ShellShock Live is a multiplayer artillery strategy video game developed and published by kChamp Games based in California, United States. It is the successor of two flash games in the ShellShock Live series released between 2010 and 2012 by the same developer. It was released on platforms such as Microsoft Windows, Mac, Linux, Xbox One, and PlayStation 4 and is now available on mobile platforms Android and iOS as of May 12, 2022.

== Gameplay ==

Players in a team deathmatch after firing a shot

Players control tanks in a 2D landscape.
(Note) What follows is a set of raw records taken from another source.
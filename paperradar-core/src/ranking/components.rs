//! Pure scoring functions. Every component returns a value in [0, 1].

use crate::field_stats::FieldStats;
use crate::models::{Author, Implementation, Paper, PaperMetrics};
use chrono::{DateTime, Utc};
use serde::{Deserialize, Serialize};
use std::collections::HashSet;

/// Terms too common in ML abstracts to signal novelty.
const COMMON_ML_TERMS: [&str; 10] = [
    "neural",
    "network",
    "learning",
    "model",
    "training",
    "data",
    "loss",
    "optimization",
    "gradient",
    "feature",
];

/// Outcome of growth detection over a weekly citation history.
#[derive(Debug, Clone, Copy, PartialEq)]
pub enum Growth {
    /// Recent citations outpace earlier ones by more than 1.5x.
    Exponential,
    /// Growth score in [0, 1]; 1.0 at 200% growth.
    Score(f64),
}

/// Compare the last four weekly counts against everything before them.
///
/// Needs at least four points. With exactly four, the earlier average is
/// assumed to be half the recent one.
pub fn detect_growth(history: &[f64]) -> Option<Growth> {
    if history.len() < 4 {
        return None;
    }
    let (older, recent) = history.split_at(history.len() - 4);
    let recent_avg = mean(recent);
    let older_avg = if older.is_empty() {
        recent_avg / 2.0
    } else {
        mean(older)
    };

    if older_avg > 0.0 && recent_avg > older_avg * 1.5 {
        return Some(Growth::Exponential);
    }
    let score = if older_avg > 0.0 {
        (recent_avg - older_avg) / older_avg / 2.0
    } else {
        recent_avg / 10.0
    };
    Some(Growth::Score(score.clamp(0.0, 1.0)))
}

fn mean(values: &[f64]) -> f64 {
    values.iter().sum::<f64>() / values.len() as f64
}

/// Blend of growth detection and the field-normalized velocity rank.
///
/// Falls back to `velocity / baseline` when the field has no stats.
pub fn citation_momentum(
    metrics: Option<&PaperMetrics>,
    history: &[f64],
    stats: &FieldStats,
    baseline: f64,
) -> f64 {
    let Some(metrics) = metrics else {
        return 0.0;
    };
    let growth = match detect_growth(history) {
        Some(Growth::Exponential) => return 1.0,
        Some(Growth::Score(score)) => score,
        None => 0.0,
    };

    let velocity = metrics.citation_velocity_7d.max(0) as f64;
    let velocity_rank = if stats.is_empty() {
        if baseline > 0.0 {
            (velocity / baseline).min(1.0)
        } else {
            0.0
        }
    } else {
        stats.velocity_rank(velocity)
    };

    0.4 * growth + 0.6 * velocity_rank
}

/// Log-scaled star score, saturating at 10k stars.
pub fn star_score(stars: i64) -> f64 {
    if stars <= 0 {
        return 0.0;
    }
    ((stars as f64 + 1.0).log10() / 4.0).min(1.0)
}

/// Linear decay over 180 days since the last update; 0.3 when unknown.
pub fn activity_score(last_updated: Option<DateTime<Utc>>, now: DateTime<Utc>) -> f64 {
    match last_updated {
        Some(updated) => {
            let days = (now - updated).num_days() as f64;
            (1.0 - days / 180.0).clamp(0.0, 1.0)
        }
        None => 0.3,
    }
}

pub fn language_score(language: Option<&str>) -> f64 {
    match language {
        Some("Python") | Some("PyTorch") => 0.2,
        Some("Jupyter Notebook") => 0.15,
        _ => 0.1,
    }
}

/// Repository quality indicators. Neutral until someone inspects the repo.
#[derive(Debug, Clone, Copy, PartialEq, Serialize, Deserialize)]
pub struct RepoQuality {
    pub has_tests: f64,
    pub has_docs: f64,
    pub issue_resolution: f64,
}

impl Default for RepoQuality {
    fn default() -> Self {
        Self {
            has_tests: 0.5,
            has_docs: 0.5,
            issue_resolution: 0.5,
        }
    }
}

pub fn implementation_score(
    implementation: &Implementation,
    quality: &RepoQuality,
    now: DateTime<Utc>,
) -> f64 {
    0.30 * star_score(implementation.stars)
        + 0.20 * activity_score(implementation.last_updated, now)
        + 0.10 * language_score(implementation.language.as_deref())
        + 0.15 * quality.has_tests.clamp(0.0, 1.0)
        + 0.15 * quality.has_docs.clamp(0.0, 1.0)
        + 0.10 * quality.issue_resolution.clamp(0.0, 1.0)
}

/// Collaboration heuristic from the author list; 0.3 when there is none.
pub fn author_credibility(authors: &[Author]) -> f64 {
    if authors.is_empty() {
        return 0.3;
    }
    let collaboration = (authors.len() as f64 / 5.0).min(1.0) * 0.3;
    let affiliation = 0.5;
    collaboration + affiliation * 0.7
}
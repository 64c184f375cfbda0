//! Tiered cache: an in-process LRU hot tier over a persistent tier, with
//! TTLs chosen by how volatile the cached data is.

pub mod entry;
pub mod store;
pub mod tier;
pub mod ttl;

pub use entry::CacheEntry;
pub use store::{CacheStats, CacheWrite, TieredCache};
pub use tier::{FileTier, MemoryTier, PersistentTier, RemovalReport};
pub use ttl::{CacheCategory, TtlConfig, TtlPolicy};

use crate::clock::Clock;
use crate::error::ConfigError;
use serde::{Deserialize, Serialize};
use std::path::{Path, PathBuf};
use std::sync::Arc;

/// Which persistent tier backs the cache.
#[derive(Debug, Clone, Copy, PartialEq, Eq, Default, Serialize, Deserialize)]
#[serde(rename_all = "snake_case")]
pub enum CacheBackend {
    /// One JSON file per key under `CacheConfig::dir`.
    #[default]
    File,
    /// Process-local map; nothing survives a restart.
    Memory,
}

/// Cache settings.
#[derive(Debug, Clone, Serialize, Deserialize)]
pub struct CacheConfig {
    #[serde(default)]
    pub backend: CacheBackend,
    /// Directory for the file backend. Defaults to `<data dir>/cache`.
    #[serde(default, skip_serializing_if = "Option::is_none")]
    pub dir: Option<PathBuf>,
    /// Hot tier capacity (default: 10000).
    #[serde(default = "default_max_memory_items")]
    pub max_memory_items: usize,
}

fn default_max_memory_items() -> usize {
    10_000
}

impl Default for CacheConfig {
    fn default() -> Self {
        Self {
            backend: CacheBackend::default(),
            dir: None,
            max_memory_items: default_max_memory_items(),
        }
    }
}

impl CacheConfig {
    pub fn validate(&self) -> Vec<String> {
        let mut warnings = Vec::new();
        if self.max_memory_items == 0 {
            warnings.push("cache.max_memory_items must be at least 1".to_string());
        }
        warnings
    }
}

impl TieredCache {
    /// Build a cache from configuration. `data_dir` supplies the file
    /// backend's location when `config.dir` is unset.
    pub fn from_config(
        config: &CacheConfig,
        ttl: &TtlConfig,
        data_dir: &Path,
        clock: Arc<dyn Clock>,
    ) -> Result<Self, ConfigError> {
        let policy = TtlPolicy::from_config(ttl)?;
        if config.max_memory_items == 0 {
            return Err(ConfigError::Invalid {
                message: "cache.max_memory_items must be at least 1".into(),
            });
        }
        let persistent: Arc<dyn PersistentTier> = match config.backend {
            CacheBackend::File => {
                let dir = config
                    .dir
                    .clone()
                    .unwrap_or_else(|| data_dir.join("cache"));
                Arc::new(FileTier::new(dir))
            }
            CacheBackend::Memory => Arc::new(MemoryTier::new()),
        };
        Ok(TieredCache::new(
            persistent,
            policy,
            config.max_memory_items,
            clock,
        ))
    }
}

#[cfg(test)]
mod tests {
    use super::*;
    use crate::clock::SystemClock;
    use tempfile::TempDir;

    #[test]
    fn test_cache_config_defaults() {
        let config = CacheConfig::default();
        assert_eq!(config.backend, CacheBackend::File);
        assert_eq!(config.max_memory_items, 10_000);
        assert!(config.validate().is_empty());
    }

    #[test]
    fn test_cache_config_deserializes_partial() {
        let config: CacheConfig = serde_json::from_str(r#"{"backend": "memory"}"#).unwrap();
        assert_eq!(config.backend, CacheBackend::Memory);
        assert_eq!(config.max_memory_items, 10_000);
    }

    #[test]
    fn test_zero_capacity_rejected() {
        let config = CacheConfig {
            max_memory_items: 0,
            ..Default::default()
        };
        assert_eq!(config.validate().len(), 1);
        let result = TieredCache::from_config(
            &config,
            &TtlConfig::default(),
            Path::new("/tmp"),
            Arc::new(SystemClock),
        );
        assert!(matches!(result, Err(ConfigError::Invalid { .. })));
    }

    #[tokio::test]
    async fn test_file_backend_uses_data_dir() {
        let dir = TempDir::new().unwrap();
        let cache = TieredCache::from_config(
            &CacheConfig::default(),
            &TtlConfig::default(),
            dir.path(),
            Arc::new(SystemClock),
        )
        .unwrap();
        cache
            .set("paper:1", &42, CacheWrite::new(CacheCategory::Citations))
            .await
            .unwrap();
        assert!(dir.path().join("cache").is_dir());
        assert_eq!(cache.get_stats().await.disk_items, 1);
    }
}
They aim and shoot the enemy tanks to defeat them with their own in team or free-for-all matches. Shots can be fired after maneuvering its trajectory by adjusting its angle by 360° and power by 0-100. Up to 8 players can play in a match. There are nine game modes and more than 400 weapons that can be obtained by leveling up, completing challenges, or buying in the shop. The game also offers stat and cosmetic upgrades for player tanks and its maps.

== Release ==
It was released as early access on March 11, 2015 on Steam for PC. On March 8, 2019 it was released on Xbox One and on September 13 of the same year on PlayStation 4. On May 12, 2022, the developers announced on Steam that the game was now available for iOS and Android devices. The release date as well as a beta version had been announced in previous Developer Updates.